As always, the most important thing is to make sure you and your players are on the same page and can accept and enjoy the game. I know it's in there, but "player buy-in" should really be advice numbers 1 through 25 in the "26 things you can do to improve your game!" lists.


----------



## Celebrim (Aug 31, 2015)

In terms of the 3 miles a day theory, I have a couple of complaints/observations.

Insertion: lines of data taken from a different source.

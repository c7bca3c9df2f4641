//! Filters over stored documents.
//!
//! Documents are compared as JSON, so any serialised field can be used for
//! sorting or matching. Field paths are dot-separated (`status.lastRunId`).

use std::cmp::Ordering;
use std::collections::BTreeMap;

use serde_json::Value;

/// Sort, page and match options for a `find`.
#[derive(Debug, Clone, Default, PartialEq)]
pub struct Query {
    /// Fields to sort by, in priority order; `-field` sorts descending.
    pub sort: Vec<String>,
    pub skip: usize,
    /// Maximum number of documents returned; 0 means no limit.
    pub limit: usize,
    pub namespace: Option<String>,
    pub name: Option<String>,
    /// Field path -> required value.
    pub predicate: BTreeMap<String, Value>,
}

impl Query {
    pub fn new() -> Self {
        Self::default()
    }

    pub fn namespace(mut self, namespace: impl Into<String>) -> Self {
        self.namespace = Some(namespace.into());
        self
    }

    pub fn name(mut self, name: impl Into<String>) -> Self {
        self.name = Some(name.into());
        self
    }

    pub fn sort_by(mut self, field: impl Into<String>) -> Self {
        self.sort.push(field.into());
        self
    }

    pub fn skip(mut self, skip: usize) -> Self {
        self.skip = skip;
        self
    }

    pub fn limit(mut self, limit: usize) -> Self {
        self.limit = limit;
        self
    }

    pub fn field(mut self, path: impl Into<String>, value: impl Into<Value>) -> Self {
        self.predicate.insert(path.into(), value.into());
        self
    }

    /// Filter, sort and page `docs`. `name_field` is the document field the
    /// `name` filter applies to for this collection.
    pub fn apply(&self, docs: Vec<Value>, name_field: &str) -> Vec<Value> {
        let mut matched: Vec<Value> = docs
            .into_iter()
            .filter(|doc| self.matches(doc, name_field))
            .collect();

        if !self.sort.is_empty() {
            // `sort_by` is stable, so equal keys keep their stored order.
            matched.sort_by(|a, b| self.compare(a, b));
        }

        let iter = matched.into_iter().skip(self.skip);
        if self.limit > 0 {
            iter.take(self.limit).collect()
        } else {
            iter.collect()
        }
    }

    fn matches(&self, doc: &Value, name_field: &str) -> bool {
        if let Some(ns) = &self.namespace {
            let doc_ns = lookup(doc, "namespace").and_then(Value::as_str).unwrap_or("");
            if doc_ns != ns {
                return false;
            }
        }
        if let Some(name) = &self.name {
            if lookup(doc, name_field).and_then(Value::as_str) != Some(name.as_str()) {
                return false;
            }
        }
        self.predicate
            .iter()
            .all(|(path, want)| lookup(doc, path) == Some(want))
    }

    fn compare(&self, a: &Value, b: &Value) -> Ordering {
        for key in &self.sort {
            let (field, descending) = match key.strip_prefix('-') {
                Some(f) => (f, true),
                None => (key.as_str(), false),
            };
            let ord = compare_values(lookup(a, field), lookup(b, field));
            let ord = if descending { ord.reverse() } else { ord };
            if ord != Ordering::Equal {
                return ord;
            }
        }
        Ordering::Equal
    }
}

fn lookup<'a>(doc: &'a Value, path: &str) -> Option<&'a Value> {
    path.split('.').try_fold(doc, |v, segment| v.get(segment))
}

/// Total order over optional JSON values: missing < null < bool < number <
/// string < everything else (compared by serialised text).
fn compare_values(a: Option<&Value>, b: Option<&Value>) -> Ordering {
    fn rank(v: Option<&Value>) -> u8 {
        match v {
            None => 0,
            Some(Value::Null) => 1,
            Some(Value::Bool(_)) => 2,
            Some(Value::Number(_)) => 3,
            Some(Value::String(_)) => 4,
            Some(_) => 5,
        }
    }
    match (a, b) {
        (Some(Value::Bool(x)), Some(Value::Bool(y))) => x.cmp(y),
        (Some(Value::Number(x)), Some(Value::Number(y))) => {
            let x = x.as_f64().unwrap_or(f64::NAN);
            let y = y.as_f64().unwrap_or(f64::NAN);
            x.partial_cmp(&y).unwrap_or(Ordering::Equal)
        }
        (Some(Value::String(x)), Some(Value::String(y))) => x.cmp(y),
        (Some(x), Some(y)) if rank(a) == 5 && rank(b) == 5 => x.to_string().cmp(&y.to_string()),
        _ => rank(a).cmp(&rank(b)),
    }
}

First, that's straight line distance, not the total distance travelled - what someone called the 'useful distance'.  Yes, I grant you that sometimes it might require 6 miles of travel to go 3 miles because you have to deflect out your line of travel or you find yourself at a dead end or simply because you get a little bit lost and wander out of your way.  But these are to my mind all problems of navigation and not problems related to physical endurance, and as such D&D has no good rules available for dealing with not going along the best route or not going where you intend.  If you agree that some of these problems will be alleviated by having a guide familiar with the terrain, then I think you are also implicitly agreeing that there is some skill that you can have that lets you effectively travel farther for the same effort.  I also think that in terms of long distance travel, useful distance might be defined differently than it would be when the goal is to see something specific and return from the trip.  As long as it is vaguely in the right direction, it's all useful, and the added travel time is mostly measured in the extra hexes I add to the path.

I have such a skill, called 'navigation', that helps you travel in a straight line and not get lost.  In general, it's impact on the campaign is only observed if the PC party neglects it.   If a PC is skilled in navigation, by the time they are expected to travel in the trackless wilderness they are usually pretty good at it.  For example, right now 7th level, 10 ranks + 1 wisdom + 3 enhancement bonus from a magic item + 2 circumstance from a PC that can assist = +16 bonus.   They can navigate trackless wilderness with unfamiliar geography on a 2+ (18 DC) most of the time.   Soon, it will be trivial.  They can just do it.  Yes, if they can't do this, they better hire a guide.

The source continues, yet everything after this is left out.